A critical flaw has been uncovered in BIND 9 resolvers, which could allow attackers to poison DNS caches and redirect users to malicious domains.
The vulnerability, tracked as CVE-2025-40778, affects more than 706,000 publicly exposed instances worldwide, according to data from internet scanning company Censys. With a CVSS score of 8.6, the bug arises from BIND’s lenient handling of unsolicited resource records in DNS replies, enabling off-path attackers to inject forged data even without direct network access.
The Internet Systems Consortium (ISC), developers of BIND, disclosed details on October 22, 2025, and urged system administrators to apply patches immediately.
How the Vulnerability Works
BIND 9 serves as a major component of the global DNS infrastructure, powering countless recursive resolvers used by enterprises, ISPs, and government networks.
At its core, CVE-2025-40778 takes advantage of a logic flaw in how BIND’s resolver processes DNS responses. During regular DNS resolution, a resolver queries authoritative nameservers and expects responses containing relevant information. However, affected BIND versions fail to enforce strict “bailiwick” validation, which ensures data belongs only to the queried domain’s authority zone.
Because of this relaxed validation, attackers can spoof or race legitimate responses, inserting fake A or AAAA records that redirect users to attacker-controlled servers. Once cached, this forged data can persist for hours or even days, depending on the Time-To-Live (TTL) value, potentially leading to phishing, data interception, or service outages.
Vulnerable Versions
The issue impacts:
- BIND 9 versions 9.11.0 through 9.16.50
- Versions 9.18.0 to 9.18.39
- Versions 9.20.0 to 9.20.13
- Versions 9.21.0 to 9.21.12, including Supported Preview Editions
Older builds before 9.11.0 are likely vulnerable as well, though not formally assessed. Only recursive resolvers are at risk, while authoritative-only configurations remain safe unless recursion is enabled.
Extent of Exposure
A global scan by Censys revealed over 706,000 vulnerable instances accessible on the internet. This figure may underestimate the total impact, as it excludes internal or firewalled deployments.
The vulnerability, classified under CWE-349 (accepting untrusted extraneous data), poses a significant integrity risk and could also serve as a launch point for man-in-the-middle or denial-of-service attacks.
Proof-of-Concept and Exploitation Risk
A proof-of-concept (PoC) exploit published on GitHub by researcher N3mes1s demonstrates how cache poisoning can occur through response spoofing. The PoC shows that an attacker can monitor DNS queries and respond faster than legitimate servers, bypassing protections like source port randomization in certain cases.

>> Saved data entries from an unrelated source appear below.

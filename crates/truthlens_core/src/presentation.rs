use crate::schema::{AgentOutput, InvestigationResult, Stance};
use crate::verdict::{self, VerdictClassification, VerdictInfo};

#[derive(Debug, Clone, Copy, Default, PartialEq, Eq)]
pub struct StanceTally {
    pub supporting: usize,
    pub opposing: usize,
    pub neutral: usize,
}

/// Everything the results view derives from one [`InvestigationResult`].
#[derive(Debug, Clone, PartialEq)]
pub struct ResultSummary {
    pub verdict: VerdictInfo,
    pub classification: VerdictClassification,
    /// `None` means the backend sent no agent breakdown at all.
    pub stance_tally: Option<StanceTally>,
    pub average_confidence: Option<u8>,
    pub official_count: usize,
    pub social_count: usize,
}

pub fn summarize(result: &InvestigationResult) -> ResultSummary {
    let agents = result.agent_outputs.as_deref();
    ResultSummary {
        verdict: verdict::classify_verdict(&result.verdict),
        classification: verdict::classify(&result.verdict, &result.confidence_level),
        stance_tally: agents.map(stance_tally),
        average_confidence: agents.and_then(average_confidence),
        official_count: result.evidence.official.len(),
        social_count: result.evidence.social.len(),
    }
}

pub fn stance_tally(agents: &[AgentOutput]) -> StanceTally {
    let mut tally = StanceTally::default();
    for agent in agents {
        match agent.stance {
            Stance::Supporting => tally.supporting += 1,
            Stance::Opposing => tally.opposing += 1,
            Stance::Neutral => tally.neutral += 1,
            Stance::Other => {}
        }
    }
    tally
}

/// Mean agent confidence as a 0..=100 percentage, or `None` for no agents.
pub fn average_confidence(agents: &[AgentOutput]) -> Option<u8> {
    if agents.is_empty() {
        return None;
    }
    let sum: f64 = agents.iter().map(|agent| agent.confidence).sum();
    let mean = sum / agents.len() as f64;
    Some(to_percent(mean))
}

/// Scales a 0..=1 ratio to a rounded percentage, clamped to 0..=100.
pub fn to_percent(ratio: f64) -> u8 {
    if !ratio.is_finite() {
        return 0;
    }
    (ratio * 100.0).round().clamp(0.0, 100.0) as u8
}

#[derive(Debug, Clone, Copy, PartialEq, Eq)]
pub struct StanceInfo {
    pub label: &'static str,
    pub style: &'static str,
}

pub fn stance_info(stance: Stance) -> StanceInfo {
    match stance {
        Stance::Supporting => StanceInfo {
            label: "Supporting",
            style: "green",
        },
        Stance::Opposing => StanceInfo {
            label: "Opposing",
            style: "red",
        },
        Stance::Neutral | Stance::Other => StanceInfo {
            label: "Neutral",
            style: "yellow",
        },
    }
}

#[derive(Debug, Clone, Copy, PartialEq, Eq, Hash)]
pub enum AgentKind {
    FactChecker,
    Counterpoint,
    SocialPulse,
    BiasDetector,
    ExpertPanel,
    Generic,
}

#[derive(Debug, Clone, Copy, PartialEq, Eq)]
pub struct VisualSpec {
    pub icon: &'static str,
    pub glyph: &'static str,
}

impl AgentKind {
    /// Exact, case-sensitive match on the backend's agent name.
    pub fn from_name(name: &str) -> Self {
        match name {
            "FactChecker" => AgentKind::FactChecker,
            "Counterpoint" => AgentKind::Counterpoint,
            "SocialPulse" => AgentKind::SocialPulse,
            "BiasDetector" => AgentKind::BiasDetector,
            "ExpertPanel" => AgentKind::ExpertPanel,
            _ => AgentKind::Generic,
        }
    }

    pub fn visual(self) -> VisualSpec {
        match self {
            AgentKind::FactChecker => VisualSpec { icon: "shield", glyph: "🛡" },
            AgentKind::Counterpoint => VisualSpec { icon: "alert-circle", glyph: "⚠" },
            AgentKind::SocialPulse => VisualSpec { icon: "trending-up", glyph: "📈" },
            AgentKind::BiasDetector => VisualSpec { icon: "brain", glyph: "🧠" },
            AgentKind::ExpertPanel => VisualSpec { icon: "users", glyph: "👥" },
            AgentKind::Generic => VisualSpec { icon: "bot", glyph: "🤖" },
        }
    }
}
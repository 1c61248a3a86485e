use schemars::JsonSchema;
use serde::{Deserialize, Serialize};

#[derive(Debug, Clone, Serialize, Deserialize, JsonSchema)]
pub struct InvestigationRequest {
    pub claim: String,
}

#[derive(Debug, Clone, PartialEq, Serialize, Deserialize, JsonSchema)]
pub struct Evidence {
    pub title: String,
    #[serde(rename = "type")]
    pub kind: String,                    // e.g. "Government", "Academic", "Reddit"
    pub snippet: String,
    #[serde(default, skip_serializing_if = "Option::is_none")]
    pub url: Option<String>,
    #[serde(default, skip_serializing_if = "Option::is_none")]
    pub source_credibility: Option<f64>,
    #[serde(default, skip_serializing_if = "Option::is_none")]
    pub date: Option<String>,
}

#[derive(Debug, Clone, PartialEq, Serialize, Deserialize, JsonSchema)]
pub struct EvidenceGroups {
    pub official: Vec<Evidence>,
    pub social: Vec<Evidence>,
}

#[derive(Debug, Clone, Copy, PartialEq, Eq, Hash, Serialize, Deserialize, JsonSchema)]
#[serde(rename_all = "lowercase")]
pub enum Stance {
    Supporting,
    Opposing,
    Neutral,
    /// Any stance string the backend sends that is not one of the three above.
    #[serde(other)]
    Other,
}

#[derive(Debug, Clone, PartialEq, Serialize, Deserialize, JsonSchema)]
pub struct AgentOutput {
    pub agent_name: String,
    pub role: String,
    pub stance: Stance,
    pub analysis: String,
    pub confidence: f64,                 // 0.0 ..= 1.0
    pub evidence: Vec<String>,
    pub sources: Vec<String>,
    pub timestamp: String,               // ISO-8601
}

#[derive(Debug, Clone, Default, PartialEq, Serialize, Deserialize, JsonSchema)]
pub struct ResultMetadata {
    #[serde(default, skip_serializing_if = "Option::is_none")]
    pub analyzed_at: Option<String>,
    #[serde(default, skip_serializing_if = "Option::is_none")]
    pub duration: Option<f64>,
    #[serde(default, skip_serializing_if = "Option::is_none")]
    pub sources_checked: Option<u32>,
    #[serde(default, skip_serializing_if = "Option::is_none")]
    pub agents_involved: Option<u32>,
}

/// Parsed body of a successful `POST /api/debating`.
#[derive(Debug, Clone, PartialEq, Serialize, Deserialize, JsonSchema)]
pub struct InvestigationResult {
    pub query: String,
    pub verdict: String,                 // free text: "True", "Misleading", ...
    pub confidence_level: String,        // "87%", "High", ...
    pub synthesis_explanation: String,
    pub debate_rounds: u32,
    #[serde(default, skip_serializing_if = "Option::is_none")]
    pub agent_outputs: Option<Vec<AgentOutput>>,
    pub evidence: EvidenceGroups,
    #[serde(default, skip_serializing_if = "Option::is_none")]
    pub metadata: Option<ResultMetadata>,
    #[serde(default, skip_serializing_if = "Option::is_none")]
    pub status: Option<String>,
    #[serde(default, skip_serializing_if = "Option::is_none")]
    pub agent_output: Option<String>,    // raw model text from older backends
}

#[derive(Debug, Clone, PartialEq, Serialize, Deserialize, JsonSchema)]
pub struct SavedFactCheck {
    pub id: String,
    pub user_id: String,
    pub claim: String,
    pub verdict: String,
    pub confidence_level: u8,            // classified percentage at save time
    pub created_at: String,              // RFC 3339, UTC
    pub full_data: InvestigationResult,
}

#[cfg(test)]
mod tests {
    use super::*;
    use serde_json::json;

    #[test]
    fn backend_payload_without_optional_sections_parses() {
        let body = json!({
            "status": "complete",
            "query": "Does E20 fuel damage car engines?",
            "verdict": "Unverified",
            "confidence_level": "50%",
            "synthesis_explanation": "No conclusive study.",
            "debate_rounds": 2,
            "agent_output": "VERDICT: Unverified",
            "evidence": {
                "official": [{"title": "Academic Database", "type": "Official", "snippet": "Peer-reviewed sources"}],
                "social": []
            }
        });

        let result: InvestigationResult = serde_json::from_value(body).unwrap();
        assert!(result.agent_outputs.is_none());
        assert!(result.metadata.is_none());
        assert_eq!(result.evidence.official[0].kind, "Official");
        assert!(result.evidence.social.is_empty());
        assert_eq!(result.agent_output.as_deref(), Some("VERDICT: Unverified"));
    }

    #[test]
    fn missing_evidence_is_rejected() {
        let body = json!({
            "query": "q",
            "verdict": "True",
            "confidence_level": "80%",
            "synthesis_explanation": "",
            "debate_rounds": 1
        });
        assert!(serde_json::from_value::<InvestigationResult>(body).is_err());
    }

    #[test]
    fn unknown_stance_maps_to_other() {
        let body = json!({
            "agent_name": "Critic",
            "role": "skeptic",
            "stance": "undecided",
            "analysis": "",
            "confidence": 0.4,
            "evidence": [],
            "sources": [],
            "timestamp": "2025-01-01T00:00:00Z"
        });
        let agent: AgentOutput = serde_json::from_value(body).unwrap();
        assert_eq!(agent.stance, Stance::Other);
    }
}
use std::fmt;

pub const FRAME_LEN: usize = 8;

const FRAME_TERMINATOR: u8 = 0x0d;

const SHUFFLE: [usize; FRAME_LEN] = [2, 4, 0, 7, 1, 6, 5, 3];

const KEY: [u8; FRAME_LEN] = [0xc4, 0xc6, 0xc0, 0x92, 0x40, 0x23, 0xdc, 0x96];

const CSTATE: [u8; FRAME_LEN] = *b"Htemp99e";

const CTMP: [u8; FRAME_LEN] = nibble_swap(CSTATE);

/// 8 bytes exactly as read from the device.
#[derive(Debug, Clone, Copy, PartialEq, Eq)]
pub struct RawFrame(pub [u8; FRAME_LEN]);

/// Plaintext frame: `[op, value_hi, value_lo, checksum, 0x0d, _, _, _]`.
#[derive(Debug, Clone, Copy, PartialEq, Eq)]
pub struct DecryptedFrame(pub [u8; FRAME_LEN]);

impl RawFrame {
    pub fn decrypt(self) -> DecryptedFrame {
        decrypt(self)
    }
}

impl DecryptedFrame {
    pub fn operation(&self) -> u8 {
        self.0[0]
    }

    pub fn value(&self) -> u16 {
        u16::from_be_bytes([self.0[1], self.0[2]])
    }

    pub fn is_valid(&self) -> bool {
        is_valid(self)
    }
}

impl fmt::Display for RawFrame {
    fn fmt(&self, f: &mut fmt::Formatter<'_>) -> fmt::Result {
        write_hex(f, &self.0)
    }
}

impl fmt::Display for DecryptedFrame {
    fn fmt(&self, f: &mut fmt::Formatter<'_>) -> fmt::Result {
        write_hex(f, &self.0)
    }
}

fn write_hex(f: &mut fmt::Formatter<'_>, bytes: &[u8]) -> fmt::Result {
    for (i, b) in bytes.iter().enumerate() {
        if i > 0 {
            f.write_str(" ")?;
        }
        write!(f, "{b:02x}")?;
    }
    Ok(())
}

const fn nibble_swap(state: [u8; FRAME_LEN]) -> [u8; FRAME_LEN] {
    let mut out = [0u8; FRAME_LEN];
    let mut i = 0;
    while i < FRAME_LEN {
        out[i] = state[i].rotate_left(4);
        i += 1;
    }
    out
}

/// Reverses the sensor's frame obfuscation.
///
/// Total over any input: garbage in yields garbage out, which [`is_valid`]
/// is expected to reject.
pub fn decrypt(raw: RawFrame) -> DecryptedFrame {
    let mut phase1 = [0u8; FRAME_LEN];
    for (i, &dst) in SHUFFLE.iter().enumerate() {
        phase1[dst] = raw.0[i];
    }

    let mut phase2 = [0u8; FRAME_LEN];
    for i in 0..FRAME_LEN {
        phase2[i] = phase1[i] ^ KEY[i];
    }

    let mut out = [0u8; FRAME_LEN];
    for i in 0..FRAME_LEN {
        let prev = phase2[(i + FRAME_LEN - 1) % FRAME_LEN];
        let phase3 = (phase2[i] >> 3) | (prev << 5);
        out[i] = phase3.wrapping_sub(CTMP[i]);
    }

    DecryptedFrame(out)
}

/// Checks the terminator byte and the checksum trailer.
pub fn is_valid(frame: &DecryptedFrame) -> bool {
    let b = &frame.0;
    b[4] == FRAME_TERMINATOR && b[3] == b[0].wrapping_add(b[1]).wrapping_add(b[2])
}

/// Forward cipher, used to build device-shaped frames in tests.
#[cfg(test)]
pub(crate) fn encrypt(plain: DecryptedFrame) -> RawFrame {
    let mut phase3 = [0u8; FRAME_LEN];
    for i in 0..FRAME_LEN {
        phase3[i] = plain.0[i].wrapping_add(CTMP[i]);
    }

    let mut phase1 = [0u8; FRAME_LEN];
    for i in 0..FRAME_LEN {
        let next = phase3[(i + 1) % FRAME_LEN];
        phase1[i] = ((phase3[i] << 3) | (next >> 5)) ^ KEY[i];
    }

    let mut raw = [0u8; FRAME_LEN];
    for (i, &src) in SHUFFLE.iter().enumerate() {
        raw[i] = phase1[src];
    }
    RawFrame(raw)
}

/// Builds a well-formed plaintext frame for `operation` and `value`.
#[cfg(test)]
pub(crate) fn plain_frame(operation: u8, value: u16) -> DecryptedFrame {
    let [hi, lo] = value.to_be_bytes();
    let checksum = operation.wrapping_add(hi).wrapping_add(lo);
    DecryptedFrame([operation, hi, lo, checksum, FRAME_TERMINATOR, 0, 0, 0])
}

Although released for educational purposes, experts warn that threat actors could adapt it for malicious use. No active exploitation has been reported as of October 25, 2025, but the timing coincides with a spike in DNS-based attacks, including a related flaw, CVE-2025-40780, involving predictable query IDs.
Mitigation and Defense
The ISC advises upgrading immediately to patched versions:
- 9.18.41,
- 9.20.15,
- 9.21.14, or later.
If upgrading is not possible, organizations should:
- Limit recursion to trusted IP ranges using Access Control Lists (ACLs)
- Enable DNSSEC validation to ensure cryptographic verification of responses
- Monitor resolver cache activity via BIND’s statistics channel
- Disable caching of additional DNS sections or implement query rate limiting
Security teams are also encouraged to scan their networks using Censys or Shodan to identify and secure exposed BIND instances.
As BIND remains the foundation of global DNS infrastructure, this incident emphasizes the constant evolution of DNS security challenges and the importance of proactive patch management.